PURIFICAÇÃO E CARACTERIZAÇÃO DA LIPASE DE Bacillus sp. ITP-001
Abstract
O uso de enzimas em diferentes segmentos industriais é cada vez maior. A obtenção de
enzimas compreende um conjunto de operações que incluem o processo fermentativo, as
etapas de separação e concentração de produto, seguidos ou não da sua purificação e secagem.

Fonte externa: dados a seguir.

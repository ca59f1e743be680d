use std::process::Command;

fn main() {
    let version = get_version();
    println!("cargo:rustc-env=NANOPAC_VERSION={}", version);
}

fn get_version() -> String {
    if let Ok(output) = Command::new("git")
        .args(&["describe", "--tags", "--always", "--dirty"])
        .output()
    {
        if output.status.success() {
            let version = String::from_utf8_lossy(&output.stdout).trim().to_string();
            if !version.is_empty() {
                return version;
            }
        }
    }

    if let Ok(output) = Command::new("git")
        .args(&["rev-parse", "--short", "HEAD"])
        .output()
    {
        if output.status.success() {
            let commit = String::from_utf8_lossy(&output.stdout).trim().to_string();
            if !commit.is_empty() {
                return commit;
            }
        }
    }

    "unknown".to_string()
}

Portanto o objetivo deste trabalho foi aperfeiçoar o processo de purificação em sistema
aquoso bifásico e caracterizar bioquimicamente as enzimas lipolíticas obtidas a partir do
Bacillus sp. ITP-001em fermentação submersa. A purificação da enzima envolveu as etapas
de precipitação com sulfato de amônio com 80% de saturação e sistema aquoso bifásico
constituído por polietilenoglicol e sal fosfato de potássio. Após as referidas etapas, a enzima
apresentou um fator de purificação de 251,03 vezes, na qual a enzima teve maior predileção
pela fase salina do sistema. A lipase purificada na reação de hidrólise apresentou atividade
ótima em pH 7,0 e 55°C e a maior estabilidade foi verificada à 37°C e pH 5,0. A atividade
enzimática foi estimulada pelos íons Ca2+, Mg2+, Co2+, Mn2+, Zn2+ e Fe3+, e reduzida pelo
Cu+. O solvente etanol afetou fortemente a atividade enzimática, ao passo que o isopropanol,
metanol, acetona e acetonitrila afetaram ligeiramente a atividade, enquanto que apenas a
piridina teve um efeito positivo. Os valores de Km e Vmax foram respectivamente 0,0675 mol
e 0,0110 mol/min pelo método de Wolf-Augustinisson-Hofstce na reação de hidrólise. Foi
verificado também o potencial de produção de ésteres, sendo observado que uma lipase com
maior afinidade por cadeias carbônicas curtas.